Exactly as written, copy the lines that run from the start of the data below to the line containing "#![warn(missing_docs)]", both ends included.

--- Information supplied ---

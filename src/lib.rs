//! qr_tally - count QR codes in live camera frames
//!
//! Locates code-like regions well enough to count them, including codes too
//! distorted, distant or angled to decode. Each frame goes through
//! luminance conversion, thresholding, dilation, run-length encoding,
//! union-find blob extraction, finder pattern scoring, QR-region assembly and
//! per-section statistics. Payload decoding is left to other crates.

#![warn(missing_docs)]
#![allow(clippy::missing_docs_in_private_items)]

/// Tunable pipeline constants
pub mod config;
/// Frame analysis stages (runs, blobs, finders, regions, sections)
pub mod detector;
/// Error types
pub mod error;
/// Optional persistence of analyzed frames
pub mod frame_log;
/// Majority vote over per-frame counts
pub mod majority;
/// Core data structures (grids, blobs, boxes, sections)
pub mod models;
/// The per-frame analysis facade
pub mod pipeline;
/// Image loading and synthetic frames for tools, tests and benches
pub mod tools;
/// Pixel-level helpers (luminance, thresholds, filters, scratch)
pub mod utils;

pub use config::{AnalysisConfig, ChannelOrder, LuminanceModel};
pub use detector::qr_region::QrRegion;
pub use error::{AnalysisError, Result};
pub use frame_log::{FrameLogError, FrameSink, PngFrameSink};
pub use majority::{MajorityTracker, Vote};
pub use models::{Blob, BlobId, BoundingBox, LumaGrid, PixelClass, Point, Rect, Section};
pub use pipeline::{Analysis, Analyzer, Stage, Thresholds};

/// Analyze one RGBA frame with the default configuration
///
/// # Arguments
/// * `pixels` - Raw RGBA bytes (4 bytes per pixel)
/// * `width` - Frame width in pixels
/// * `height` - Frame height in pixels
///
/// Never fails: unusable input gives a degenerate [`Analysis`].
pub fn analyze(pixels: &[u8], width: usize, height: usize) -> Analysis {
    Analyzer::default().analyze(pixels, width, height)
}

/// Number of QR codes in one RGBA frame
pub fn count_qr_codes(pixels: &[u8], width: usize, height: usize) -> usize {
    analyze(pixels, width, height).qr_count()
}

#[cfg(test)]
mod tests {
    use super::*;

    #[test]
    fn test_analyze_empty() {
        // Black 10x10 RGBA frame
        let image = vec![0u8; 400];
        let analysis = analyze(&image, 10, 10);
        assert!(!analysis.is_degenerate());
        assert_eq!(analysis.qr_count(), 0);
    }

    #[test]
    fn test_count_rejects_short_buffer() {
        assert_eq!(count_qr_codes(&[0u8; 10], 10, 10), 0);
        assert!(analyze(&[0u8; 10], 10, 10).is_degenerate());
    }
}
use super::Point;
use serde::Serialize;

/// Axis-aligned rectangle given by origin and size
#[derive(Debug, Clone, Copy, PartialEq, Eq, Default, Serialize)]
pub struct Rect {
    /// Left column
    pub x: usize,
    /// Top row
    pub y: usize,
    /// Width in pixels
    pub w: usize,
    /// Height in pixels
    pub h: usize,
}

impl Rect {
    /// Create a new rectangle
    pub fn new(x: usize, y: usize, w: usize, h: usize) -> Self {
        Self { x, y, w, h }
    }

    /// Clip to a `width` x `height` frame. The result may have zero area.
    pub fn clamp_to(&self, width: usize, height: usize) -> Rect {
        let x = self.x.min(width);
        let y = self.y.min(height);
        let w = self.w.min(width - x);
        let h = self.h.min(height - y);
        Rect { x, y, w, h }
    }

    /// Number of pixels covered
    pub fn area(&self) -> usize {
        self.w * self.h
    }
}

/// Inclusive pixel bounds of a blob or region
#[derive(Debug, Clone, Copy, PartialEq, Eq, Serialize)]
pub struct BoundingBox {
    /// Leftmost pixel column
    pub min_x: usize,
    /// Rightmost pixel column
    pub max_x: usize,
    /// Topmost pixel row
    pub min_y: usize,
    /// Bottommost pixel row
    pub max_y: usize,
}

impl BoundingBox {
    /// Box covering the horizontal span `[x_start, x_end)` of row `y`
    pub fn of_span(y: usize, x_start: usize, x_end: usize) -> Self {
        Self {
            min_x: x_start,
            max_x: x_end - 1,
            min_y: y,
            max_y: y,
        }
    }

    /// Grow to cover the horizontal span `[x_start, x_end)` of row `y`
    pub fn extend_span(&mut self, y: usize, x_start: usize, x_end: usize) {
        self.min_x = self.min_x.min(x_start);
        self.max_x = self.max_x.max(x_end - 1);
        self.min_y = self.min_y.min(y);
        self.max_y = self.max_y.max(y);
    }

    /// Width in pixels
    pub fn width(&self) -> usize {
        self.max_x - self.min_x + 1
    }

    /// Height in pixels
    pub fn height(&self) -> usize {
        self.max_y - self.min_y + 1
    }

    /// Longer side
    pub fn side(&self) -> usize {
        self.width().max(self.height())
    }

    /// Pixel count of the box
    pub fn area(&self) -> usize {
        self.width() * self.height()
    }

    /// Geometric center
    pub fn center(&self) -> Point {
        Point::new(
            (self.min_x + self.max_x) as f32 / 2.0,
            (self.min_y + self.max_y) as f32 / 2.0,
        )
    }

    /// Smallest box covering both
    pub fn union(&self, other: &BoundingBox) -> BoundingBox {
        BoundingBox {
            min_x: self.min_x.min(other.min_x),
            max_x: self.max_x.max(other.max_x),
            min_y: self.min_y.min(other.min_y),
            max_y: self.max_y.max(other.max_y),
        }
    }

    /// True if `other` lies entirely inside this box
    pub fn contains(&self, other: &BoundingBox) -> bool {
        other.min_x >= self.min_x
            && other.max_x <= self.max_x
            && other.min_y >= self.min_y
            && other.max_y <= self.max_y
    }

    /// True if `p` lies within the box, edges included
    pub fn contains_point(&self, p: &Point) -> bool {
        p.x >= self.min_x as f32
            && p.x <= self.max_x as f32
            && p.y >= self.min_y as f32
            && p.y <= self.max_y as f32
    }

    /// Number of pixels shared by both boxes
    pub fn intersection_area(&self, other: &BoundingBox) -> usize {
        let min_x = self.min_x.max(other.min_x);
        let max_x = self.max_x.min(other.max_x);
        let min_y = self.min_y.max(other.min_y);
        let max_y = self.max_y.min(other.max_y);
        if min_x > max_x || min_y > max_y {
            return 0;
        }
        (max_x - min_x + 1) * (max_y - min_y + 1)
    }

    /// As an origin/size rectangle
    pub fn to_rect(&self) -> Rect {
        Rect::new(self.min_x, self.min_y, self.width(), self.height())
    }
}
//! End-to-end scenarios for frame analysis
//!
//! Frames are drawn with the synthetic frame builder and run through the
//! whole pipeline with the default configuration.

use qr_tally::tools::SyntheticFrame;
use qr_tally::utils::threshold::{histogram_full, otsu_threshold};
use qr_tally::{
    AnalysisConfig, AnalysisError, Analyzer, ChannelOrder, LumaGrid, LuminanceModel, PixelClass,
    Stage, analyze, count_qr_codes,
};

fn analyze_frame(frame: &SyntheticFrame) -> qr_tally::Analysis {
    analyze(&frame.to_pixels(ChannelOrder::Rgba), frame.width(), frame.height())
}

#[test]
fn test_white_frame_is_one_background_blob() {
    let analysis = analyze_frame(&SyntheticFrame::new(64, 64));

    assert!(!analysis.is_degenerate());
    assert_eq!(analysis.blobs().len(), 1);
    let blob = &analysis.blobs()[0];
    assert_eq!(blob.class, PixelClass::Background);
    assert_eq!(blob.pixel_count, 64 * 64);
    assert_eq!((blob.width(), blob.height()), (64, 64));
    assert_eq!(analysis.foreground_count(), 0);
    assert_eq!(analysis.finder_ids().len(), 0);
    assert_eq!(analysis.qr_count(), 0);
}

#[test]
fn test_three_finders_in_l_make_one_region() {
    let mut frame = SyntheticFrame::new(200, 200);
    frame.finder(40, 40, 4).finder(96, 40, 4).finder(40, 96, 4);
    let analysis = analyze_frame(&frame);
    let config = AnalysisConfig::default();

    assert_eq!(analysis.finder_ids().len(), 3);
    assert_eq!(analysis.qr_count(), 1);
    let region = &analysis.qr_regions()[0];
    for finder in analysis.finder_blobs() {
        assert!(region.bounds.contains(&finder.bounds));
    }
    let side = region.bounds.side();
    assert!(side >= config.min_qr_size && side <= config.max_qr_size);
    assert_eq!((region.bounds.min_x, region.bounds.max_x), (40, 123));
    assert!(region.confidence >= config.region_min_confidence);
}

#[test]
fn test_isolated_finder_is_not_a_code() {
    let mut frame = SyntheticFrame::new(120, 120);
    frame.finder(40, 40, 4);
    let analysis = analyze_frame(&frame);

    assert_eq!(analysis.finder_ids().len(), 1);
    assert_eq!(analysis.qr_count(), 0);
}

#[test]
fn test_two_codes_side_by_side() {
    let mut frame = SyntheticFrame::new(400, 200);
    for x in [20, 220] {
        frame.finder(x, 40, 4).finder(x + 56, 40, 4).finder(x, 96, 4);
    }
    let analysis = analyze_frame(&frame);

    assert_eq!(analysis.qr_count(), 2);
    let regions = analysis.qr_regions();
    assert!(regions[0].bounds.max_x < regions[1].bounds.min_x);
    assert_eq!(regions[0].bounds.intersection_area(&regions[1].bounds), 0);
}

#[test]
fn test_full_synthetic_codes_are_counted() {
    for seed in [1, 7, 42] {
        let mut frame = SyntheticFrame::new(240, 240);
        frame.qr_code(40, 40, 6, seed);
        assert_eq!(
            count_qr_codes(&frame.to_pixels(ChannelOrder::Rgba), 240, 240),
            1,
            "seed {seed}"
        );
    }
}

#[test]
fn test_grid_of_four_codes_is_counted() {
    // 21-module codes, 4px modules, 4 modules apart
    let mut frame = SyntheticFrame::new(216, 216);
    let origins = [(16, 16), (116, 16), (16, 116), (116, 116)];
    for (seed, &(x, y)) in [3, 5, 11, 13].iter().zip(&origins) {
        frame.qr_code(x, y, 4, *seed);
    }
    // Slightly wider top-right and bottom-left finders on the second code
    frame.fill_rect(200, 16, 1, 28, 0).fill_rect(144, 72, 1, 28, 0);
    let analysis = analyze_frame(&frame);

    assert_eq!(analysis.finder_ids().len(), 12);
    assert_eq!(analysis.qr_count(), 4);
    for (region, &(x, y)) in analysis.qr_regions().iter().zip(&origins) {
        assert_eq!((region.bounds.min_x, region.bounds.min_y), (x, y));
        assert!(region.bounds.side() < 100, "{region:?}");
    }
}

#[test]
fn test_grid_of_finder_triples_pairs_within_each_code() {
    let mut frame = SyntheticFrame::new(240, 240);
    for (x, y) in [(20, 20), (120, 20), (20, 120), (120, 120)] {
        frame.finder(x, y, 4).finder(x + 56, y, 4).finder(x, y + 56, 4);
    }
    let analysis = analyze_frame(&frame);

    assert_eq!(analysis.finder_ids().len(), 12);
    assert_eq!(analysis.qr_count(), 4);
    let blobs = analysis.blobs();
    let quadrant = |id: usize| (blobs[id].bounds.min_x >= 120, blobs[id].bounds.min_y >= 120);
    for region in analysis.qr_regions() {
        let q = quadrant(region.finders[0]);
        assert!(region.finders.iter().all(|&f| quadrant(f) == q), "{region:?}");
        for &f in &region.finders {
            assert!(region.bounds.contains(&blobs[f].bounds));
        }
    }
}

#[test]
fn test_channel_order_is_honored() {
    // Reddish dark squares on a light background, written in both orders
    let (width, height) = (48, 48);
    let mut rgba = vec![230u8; width * height * 4];
    for y in 10..30 {
        for x in 10..30 {
            let i = (y * width + x) * 4;
            rgba[i..i + 3].copy_from_slice(&[120, 10, 30]);
        }
    }
    let mut bgra = rgba.clone();
    for px in bgra.chunks_exact_mut(4) {
        px.swap(0, 2);
    }

    let config = |channel_order| AnalysisConfig {
        channel_order,
        luminance_model: LuminanceModel::Perceptual,
        ..AnalysisConfig::default()
    };
    let a = Analyzer::new(config(ChannelOrder::Rgba)).unwrap().analyze(&rgba, width, height);
    let b = Analyzer::new(config(ChannelOrder::Bgra)).unwrap().analyze(&bgra, width, height);

    assert_eq!(a.thresholds(), b.thresholds());
    assert_eq!(a.sections(), b.sections());
    assert_eq!(a.foreground_count(), 1);
    assert_eq!(b.foreground_count(), 1);

    // Reading BGRA bytes as RGBA changes the perceptual luminance
    let c = Analyzer::new(config(ChannelOrder::Rgba)).unwrap().analyze(&bgra, width, height);
    assert_ne!(a.sections(), c.sections());
}

#[test]
fn test_bad_frames_are_degenerate() {
    let mut analyzer = Analyzer::default();

    let empty = analyzer.analyze(&[], 0, 48);
    assert!(empty.is_degenerate());
    assert!(empty.blobs().is_empty() && empty.sections().is_empty());

    let short = analyzer.analyze(&[255; 100], 10, 10);
    assert!(short.is_degenerate());
    assert_eq!(short.qr_count(), 0);
    assert!(matches!(
        analyzer.try_analyze(&[255; 100], 10, 10),
        Err(AnalysisError::BufferTooSmall { expected: 400, actual: 100 })
    ));

    // The analyzer keeps working after aborted frames
    let frame = SyntheticFrame::new(16, 16);
    let ok = analyzer.analyze(&frame.to_pixels(ChannelOrder::Rgba), 16, 16);
    assert!(!ok.is_degenerate());
    assert_eq!(analyzer.stage(), Stage::Done);
}

#[test]
fn test_reused_analyzer_matches_fresh_one() {
    let mut big = SyntheticFrame::new(200, 200);
    big.finder(40, 40, 4).finder(96, 40, 4).finder(40, 96, 4);
    let mut small = SyntheticFrame::new(90, 70);
    small.finder(10, 10, 3);

    let mut analyzer = Analyzer::default();
    analyzer.analyze(&big.to_pixels(ChannelOrder::Rgba), 200, 200);
    let reused = analyzer.analyze(&small.to_pixels(ChannelOrder::Rgba), 90, 70);
    let fresh = analyze_frame(&small);

    assert_eq!(reused.row_starts(), fresh.row_starts());
    assert_eq!(reused.blobs(), fresh.blobs());
    assert_eq!(reused.sections(), fresh.sections());
    assert_eq!(analyzer.scratch_stats().frames, 2);
}

#[test]
fn test_row_starts_index_every_row() {
    let mut frame = SyntheticFrame::new(30, 20);
    frame.fill_rect(5, 5, 10, 10, 0);
    let analysis = analyze_frame(&frame);

    let starts = analysis.row_starts();
    assert_eq!(starts.len(), 21);
    assert!(starts.windows(2).all(|w| w[0] < w[1]));
    // Rows crossing the square hold three runs, the others one
    assert_eq!(starts[1] - starts[0], 1);
    assert_eq!(starts[6] - starts[5], 3);
}

#[test]
fn test_histogram_and_otsu_ranges() {
    let mut state = 99u32;
    let data: Vec<u16> = (0..37 * 23)
        .map(|_| {
            state = state.wrapping_mul(1_664_525).wrapping_add(1_013_904_223);
            ((state >> 8) % 766) as u16
        })
        .collect();
    let grid = LumaGrid::from_vec(37, 23, data).unwrap();
    let hist = histogram_full(&grid);
    assert_eq!(hist.iter().map(|&c| c as usize).sum::<usize>(), 37 * 23);
    assert!(otsu_threshold(&hist, 37 * 23) < 766);
}
//! Error types for frame analysis.

use std::collections::TryReserveError;

/// Errors that abort the analysis of one frame.
///
/// None of these cross the frame boundary when going through
/// [`Analyzer::analyze`](crate::Analyzer::analyze): the frame is reported as
/// degenerate instead.
#[derive(thiserror::Error, Debug, Clone, PartialEq, Eq)]
pub enum AnalysisError {
    /// Growing a scratch buffer failed. The buffer keeps its previous contents.
    #[error("scratch buffer growth failed ({requested} elements requested)")]
    AllocationFailure { requested: usize },
    /// The frame has no pixels.
    #[error("frame has zero area ({width}x{height})")]
    EmptyFrame { width: usize, height: usize },
    /// The pixel buffer is shorter than `width * height * 4`.
    #[error("pixel buffer holds {actual} bytes, expected {expected}")]
    BufferTooSmall { expected: usize, actual: usize },
    /// Configuration values contradict each other.
    #[error("invalid configuration: {0}")]
    InvalidConfig(String),
}

impl AnalysisError {
    pub(crate) fn allocation(requested: usize) -> impl FnOnce(TryReserveError) -> Self {
        move |_| AnalysisError::AllocationFailure { requested }
    }
}

/// Convenience alias used throughout the crate.
pub type Result<T> = std::result::Result<T, AnalysisError>;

---

◆ **Response area**
filename src/lib.rs
//! qr_tally - count QR codes in live camera frames
//!
//! Locates code-like regions well enough to count them, including codes too
//! distorted, distant or angled to decode. Each frame goes through
//! luminance conversion, thresholding, dilation, run-length encoding,
//! union-find blob extraction, finder pattern scoring, QR-region assembly and
//! per-section statistics. Payload decoding is left to other crates.

#![warn(missing_docs)]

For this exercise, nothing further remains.